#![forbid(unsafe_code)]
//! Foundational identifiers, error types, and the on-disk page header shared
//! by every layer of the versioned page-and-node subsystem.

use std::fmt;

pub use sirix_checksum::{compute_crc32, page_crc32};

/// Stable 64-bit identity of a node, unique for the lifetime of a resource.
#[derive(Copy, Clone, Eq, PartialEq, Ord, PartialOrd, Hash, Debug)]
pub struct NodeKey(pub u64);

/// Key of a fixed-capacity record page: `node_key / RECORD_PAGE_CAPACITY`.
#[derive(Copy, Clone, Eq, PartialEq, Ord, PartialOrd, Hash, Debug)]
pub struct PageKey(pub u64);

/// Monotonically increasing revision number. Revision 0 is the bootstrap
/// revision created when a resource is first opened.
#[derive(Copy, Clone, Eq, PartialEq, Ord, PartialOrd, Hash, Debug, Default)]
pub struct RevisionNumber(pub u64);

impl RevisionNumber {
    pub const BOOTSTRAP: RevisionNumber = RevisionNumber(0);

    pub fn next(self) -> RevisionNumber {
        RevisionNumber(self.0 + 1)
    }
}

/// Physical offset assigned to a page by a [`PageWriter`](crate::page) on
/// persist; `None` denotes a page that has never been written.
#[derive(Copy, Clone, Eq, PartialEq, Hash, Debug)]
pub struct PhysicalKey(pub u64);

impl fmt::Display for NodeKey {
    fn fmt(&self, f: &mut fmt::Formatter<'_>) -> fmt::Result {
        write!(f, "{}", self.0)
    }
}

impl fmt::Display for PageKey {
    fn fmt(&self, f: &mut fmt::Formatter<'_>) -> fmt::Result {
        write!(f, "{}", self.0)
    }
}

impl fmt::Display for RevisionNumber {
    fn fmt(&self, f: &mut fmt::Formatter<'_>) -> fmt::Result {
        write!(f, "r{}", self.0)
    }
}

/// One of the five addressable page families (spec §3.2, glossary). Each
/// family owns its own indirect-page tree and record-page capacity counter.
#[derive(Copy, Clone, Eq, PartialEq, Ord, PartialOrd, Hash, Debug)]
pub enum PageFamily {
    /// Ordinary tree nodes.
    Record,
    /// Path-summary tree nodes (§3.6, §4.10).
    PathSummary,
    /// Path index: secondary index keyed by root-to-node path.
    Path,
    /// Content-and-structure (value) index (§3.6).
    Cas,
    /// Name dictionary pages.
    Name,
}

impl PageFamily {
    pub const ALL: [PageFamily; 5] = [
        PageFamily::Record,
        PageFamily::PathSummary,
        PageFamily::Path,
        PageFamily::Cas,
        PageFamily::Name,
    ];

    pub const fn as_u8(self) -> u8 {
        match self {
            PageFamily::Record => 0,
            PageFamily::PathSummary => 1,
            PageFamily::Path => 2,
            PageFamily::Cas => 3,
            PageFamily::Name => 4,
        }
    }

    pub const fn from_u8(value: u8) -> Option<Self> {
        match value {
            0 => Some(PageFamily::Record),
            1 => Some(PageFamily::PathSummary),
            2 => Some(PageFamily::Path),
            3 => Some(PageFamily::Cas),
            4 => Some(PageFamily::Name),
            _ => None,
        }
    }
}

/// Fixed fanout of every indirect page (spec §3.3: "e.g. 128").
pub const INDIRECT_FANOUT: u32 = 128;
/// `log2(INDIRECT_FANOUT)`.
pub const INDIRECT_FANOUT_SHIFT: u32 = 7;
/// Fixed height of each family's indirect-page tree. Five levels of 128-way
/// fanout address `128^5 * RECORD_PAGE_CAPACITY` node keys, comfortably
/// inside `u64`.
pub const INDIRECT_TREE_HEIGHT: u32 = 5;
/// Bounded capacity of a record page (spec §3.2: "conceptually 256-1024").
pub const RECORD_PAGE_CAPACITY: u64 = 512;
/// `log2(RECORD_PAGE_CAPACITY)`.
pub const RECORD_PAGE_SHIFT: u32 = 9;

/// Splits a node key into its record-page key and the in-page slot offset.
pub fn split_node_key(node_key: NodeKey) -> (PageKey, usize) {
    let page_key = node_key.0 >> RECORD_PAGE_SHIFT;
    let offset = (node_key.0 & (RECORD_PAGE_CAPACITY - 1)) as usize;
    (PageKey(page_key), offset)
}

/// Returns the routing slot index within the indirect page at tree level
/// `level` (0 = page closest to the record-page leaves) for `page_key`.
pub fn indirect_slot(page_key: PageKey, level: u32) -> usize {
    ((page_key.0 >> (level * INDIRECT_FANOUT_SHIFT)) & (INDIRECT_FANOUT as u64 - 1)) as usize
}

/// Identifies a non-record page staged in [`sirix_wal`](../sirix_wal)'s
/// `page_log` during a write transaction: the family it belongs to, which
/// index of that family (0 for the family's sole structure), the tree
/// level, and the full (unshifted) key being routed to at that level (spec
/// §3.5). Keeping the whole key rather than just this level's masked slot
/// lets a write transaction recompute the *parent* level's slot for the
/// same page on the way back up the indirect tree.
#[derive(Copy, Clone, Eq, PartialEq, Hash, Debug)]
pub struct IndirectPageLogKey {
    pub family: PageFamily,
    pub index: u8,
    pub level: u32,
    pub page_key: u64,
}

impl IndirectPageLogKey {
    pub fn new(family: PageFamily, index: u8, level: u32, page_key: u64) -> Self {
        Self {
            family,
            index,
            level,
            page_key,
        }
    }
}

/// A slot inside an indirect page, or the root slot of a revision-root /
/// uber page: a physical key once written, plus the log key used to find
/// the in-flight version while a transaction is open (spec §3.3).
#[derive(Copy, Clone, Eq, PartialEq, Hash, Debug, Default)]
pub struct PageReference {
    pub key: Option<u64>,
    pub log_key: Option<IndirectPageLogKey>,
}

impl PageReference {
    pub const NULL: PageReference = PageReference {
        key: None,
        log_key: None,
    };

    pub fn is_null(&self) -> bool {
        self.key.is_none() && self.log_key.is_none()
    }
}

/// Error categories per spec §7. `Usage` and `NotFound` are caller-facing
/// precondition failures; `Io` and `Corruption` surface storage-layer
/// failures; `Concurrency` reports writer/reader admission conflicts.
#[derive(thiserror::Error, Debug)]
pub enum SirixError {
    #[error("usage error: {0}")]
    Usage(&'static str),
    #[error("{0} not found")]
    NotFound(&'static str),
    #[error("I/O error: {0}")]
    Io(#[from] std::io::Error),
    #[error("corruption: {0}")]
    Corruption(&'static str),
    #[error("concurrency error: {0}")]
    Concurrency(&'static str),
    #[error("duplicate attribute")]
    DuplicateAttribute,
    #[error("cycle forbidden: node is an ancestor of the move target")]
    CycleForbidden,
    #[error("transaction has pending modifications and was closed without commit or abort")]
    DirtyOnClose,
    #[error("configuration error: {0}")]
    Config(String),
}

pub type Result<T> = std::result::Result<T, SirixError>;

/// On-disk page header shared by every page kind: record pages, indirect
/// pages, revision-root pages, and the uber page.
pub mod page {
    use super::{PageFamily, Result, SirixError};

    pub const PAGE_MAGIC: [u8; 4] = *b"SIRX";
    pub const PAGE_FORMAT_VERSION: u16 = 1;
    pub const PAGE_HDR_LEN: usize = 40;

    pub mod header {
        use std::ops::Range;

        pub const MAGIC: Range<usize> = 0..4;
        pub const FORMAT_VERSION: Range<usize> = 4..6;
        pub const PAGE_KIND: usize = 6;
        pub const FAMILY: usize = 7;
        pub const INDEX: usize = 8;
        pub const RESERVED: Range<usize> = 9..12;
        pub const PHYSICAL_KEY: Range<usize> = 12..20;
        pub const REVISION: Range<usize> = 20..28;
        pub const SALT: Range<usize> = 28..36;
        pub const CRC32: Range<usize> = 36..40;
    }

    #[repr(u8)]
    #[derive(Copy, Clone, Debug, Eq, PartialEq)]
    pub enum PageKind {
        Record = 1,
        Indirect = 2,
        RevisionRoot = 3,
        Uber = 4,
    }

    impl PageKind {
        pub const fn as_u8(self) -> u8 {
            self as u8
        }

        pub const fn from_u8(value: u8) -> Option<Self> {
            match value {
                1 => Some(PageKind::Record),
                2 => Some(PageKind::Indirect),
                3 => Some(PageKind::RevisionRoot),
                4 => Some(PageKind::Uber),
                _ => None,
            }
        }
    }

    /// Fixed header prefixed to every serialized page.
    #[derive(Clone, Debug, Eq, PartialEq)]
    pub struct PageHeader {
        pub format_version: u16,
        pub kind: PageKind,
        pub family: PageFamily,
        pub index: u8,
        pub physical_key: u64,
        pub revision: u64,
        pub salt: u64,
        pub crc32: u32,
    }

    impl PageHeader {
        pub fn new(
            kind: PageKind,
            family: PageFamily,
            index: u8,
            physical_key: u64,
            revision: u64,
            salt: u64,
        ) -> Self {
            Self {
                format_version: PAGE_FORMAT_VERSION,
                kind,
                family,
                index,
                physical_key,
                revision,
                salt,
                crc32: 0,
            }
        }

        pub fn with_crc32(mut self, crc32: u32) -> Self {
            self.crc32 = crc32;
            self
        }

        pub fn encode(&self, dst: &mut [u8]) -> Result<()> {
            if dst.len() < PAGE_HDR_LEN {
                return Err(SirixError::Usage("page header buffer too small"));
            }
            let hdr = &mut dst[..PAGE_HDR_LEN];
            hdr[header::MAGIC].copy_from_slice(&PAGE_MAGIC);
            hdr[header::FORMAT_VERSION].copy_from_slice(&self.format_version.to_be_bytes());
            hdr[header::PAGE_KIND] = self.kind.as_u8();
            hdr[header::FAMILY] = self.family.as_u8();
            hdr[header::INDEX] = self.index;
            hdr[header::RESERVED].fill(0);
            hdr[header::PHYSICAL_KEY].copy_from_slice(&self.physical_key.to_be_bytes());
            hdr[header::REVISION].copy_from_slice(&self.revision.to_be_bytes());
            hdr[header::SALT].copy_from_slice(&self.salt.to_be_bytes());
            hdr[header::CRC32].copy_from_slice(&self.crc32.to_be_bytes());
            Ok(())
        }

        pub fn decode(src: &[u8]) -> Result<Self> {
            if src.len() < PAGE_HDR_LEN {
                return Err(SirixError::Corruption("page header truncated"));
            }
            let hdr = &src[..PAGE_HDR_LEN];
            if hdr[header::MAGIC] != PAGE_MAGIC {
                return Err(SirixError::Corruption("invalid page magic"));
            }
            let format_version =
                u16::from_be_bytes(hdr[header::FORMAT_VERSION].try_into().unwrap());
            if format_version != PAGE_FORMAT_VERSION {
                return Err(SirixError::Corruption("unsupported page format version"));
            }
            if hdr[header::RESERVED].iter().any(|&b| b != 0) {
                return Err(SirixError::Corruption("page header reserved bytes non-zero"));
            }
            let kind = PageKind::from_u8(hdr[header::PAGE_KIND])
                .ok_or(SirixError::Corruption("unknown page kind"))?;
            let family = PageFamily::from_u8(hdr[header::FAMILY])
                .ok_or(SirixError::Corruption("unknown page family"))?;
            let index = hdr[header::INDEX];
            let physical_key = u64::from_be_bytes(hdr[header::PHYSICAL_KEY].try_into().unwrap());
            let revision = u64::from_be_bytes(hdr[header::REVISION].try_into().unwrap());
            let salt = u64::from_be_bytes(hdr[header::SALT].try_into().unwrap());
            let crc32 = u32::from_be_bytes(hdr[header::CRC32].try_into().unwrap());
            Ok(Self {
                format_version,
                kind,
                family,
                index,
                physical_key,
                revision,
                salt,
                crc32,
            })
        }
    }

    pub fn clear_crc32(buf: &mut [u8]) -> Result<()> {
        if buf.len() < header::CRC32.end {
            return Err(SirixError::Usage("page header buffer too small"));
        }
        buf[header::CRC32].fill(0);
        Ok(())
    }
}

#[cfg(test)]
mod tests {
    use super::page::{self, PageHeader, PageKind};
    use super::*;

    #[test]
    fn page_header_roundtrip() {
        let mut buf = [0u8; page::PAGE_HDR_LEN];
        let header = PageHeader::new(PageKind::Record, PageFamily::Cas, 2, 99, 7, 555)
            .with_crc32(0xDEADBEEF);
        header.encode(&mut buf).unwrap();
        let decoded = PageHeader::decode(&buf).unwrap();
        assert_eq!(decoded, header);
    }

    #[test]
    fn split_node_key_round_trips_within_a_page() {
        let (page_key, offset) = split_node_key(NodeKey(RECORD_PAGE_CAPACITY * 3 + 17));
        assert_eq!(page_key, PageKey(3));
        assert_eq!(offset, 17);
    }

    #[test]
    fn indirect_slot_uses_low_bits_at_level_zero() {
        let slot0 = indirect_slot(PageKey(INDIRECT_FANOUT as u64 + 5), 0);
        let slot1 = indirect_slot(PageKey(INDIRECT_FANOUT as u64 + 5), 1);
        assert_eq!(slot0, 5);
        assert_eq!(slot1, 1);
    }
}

═══

Work required:
Retype word for word the line above with "99, 7, 555)" and all lines after it, nothing else.

Answer for this exercise:
        let header = PageHeader::new(PageKind::Record, PageFamily::Cas, 2, 99, 7, 555)
            .with_crc32(0xDEADBEEF);
        header.encode(&mut buf).unwrap();
        let decoded = PageHeader::decode(&buf).unwrap();
        assert_eq!(decoded, header);
    }

    #[test]
    fn split_node_key_round_trips_within_a_page() {
        let (page_key, offset) = split_node_key(NodeKey(RECORD_PAGE_CAPACITY * 3 + 17));
        assert_eq!(page_key, PageKey(3));
        assert_eq!(offset, 17);
    }

    #[test]
    fn indirect_slot_uses_low_bits_at_level_zero() {
        let slot0 = indirect_slot(PageKey(INDIRECT_FANOUT as u64 + 5), 0);
        let slot1 = indirect_slot(PageKey(INDIRECT_FANOUT as u64 + 5), 1);
        assert_eq!(slot0, 5);
        assert_eq!(slot1, 1);
    }
}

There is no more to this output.